Al anochecer de ese mismo día, Casal sale de
la casa de Malpica, en la calle Virtudes, y se dirige a la
mansión de Lucas de los Santos Lamadrid, en Prado 111, a donde
había sido invitado a cenar. Apenas empezamos a subir por
la escalinata de mármol, nos llegan las voces, el aroma de
algún asado, el perfume enervante de la piña, los giros
de una pieza de Ignacio Cervantes, la confusión de las voces de
los invitados, y el humo de los cigarrillos y los tabacos. Luego viene
la sobremesa, la conversación informal entre las últimas
copas y las volutas del humo haciendo cabriolas entre las
lámparas de gas. Casal, que no ha dejado de fumar desde su
llegada a la mansión de Lamadrid, enciende otro
cigarrillo. Lezama hace reaparecer para nosotros “el cigarrillo
que entre [sus] dedos se quemaba.” Las chupadas se alargan y
espacían, mientras su mirada se concentra en la punta que se
consume. Todos sus sentidos parecen concentrarse en el final del
cigarrillo y en las volutas perfumadas del humo que, por un instante,
lo invisibilizan. Su nariz se ensancha, enardecida por el aroma,
de modo que a nadie que lo hubiera observado con detenimiento se le
habría escapado la excitación interna, la
aceleración de la sangre, golpeando la habitual palidez del
rostro. Él lo supo a tiempo. Le vino de un recuerdo
fugaz, instantáneo cuando muchas veces, al leer o escribir, la
sensación era de tal fuerza que podía percibir, en el
interior de su organismo, el estallido que produce la rotura de un
nervio al llegar a su máximo de tensión.
Pensó la palabra rotura
cuando ya uno de los invitados, mensajero de los dioses, había
hecho el chiste, y ni siquiera tiene tiempo – ensimismado como estaba –
para escucharlo. Eso es lo que lo hace sonreír, primero:
el chiste que se esconde y rompe en fuegos de artificios en la punta
del cigarro.
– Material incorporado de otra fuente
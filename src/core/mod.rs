//! Core types for github-push
//!
//! - [`error`] - [`SyncError`], its [`ErrorKind`] classification and the
//!   CLI-facing [`ErrorContext`]
//! - [`item`] - [`TrackedItem`] and the types used to create and edit it

pub mod error;
pub mod item;

pub use error::{ErrorContext, ErrorKind, SyncError, user_friendly_error};
pub use item::{ItemKind, NewTrackedItem, RepoCoords, TrackedItem, TrackedItemPatch};

/// Result alias for library operations.
pub type Result<T, E = SyncError> = std::result::Result<T, E>;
Volviendo entonces los ojos inflamados a quienes
ahora tenían los suyos clavados en él, sintió que
el sudor frío humedecía su frente, que se amorataban sus
labios rojos, y ya sin poderlo evitar, estalló en una carcajada
resonante, feroz, puntuada por la ironía, que deshizo en chispas
las perlas del collar. Quedó allí, en medio del
banquete, rodeado de sus invitados que lo vieron inmovilizarse en la
pose, horrorizado y gozoso para siempre en el purpurino rastro de la
sangre que corría de sus venas, al ver que lo recibían
como un sudario sus más íntimas posesiones: la tina de
mármol rosa, la habanera bañera de alabastro, el
frío, el secreto. Aún después de haberse
sosegado el cuadro, de haberse enfriado sus colores, la risa no dejaba
de resonar, de propagarse en los perfumes, de intoxicarlo todo.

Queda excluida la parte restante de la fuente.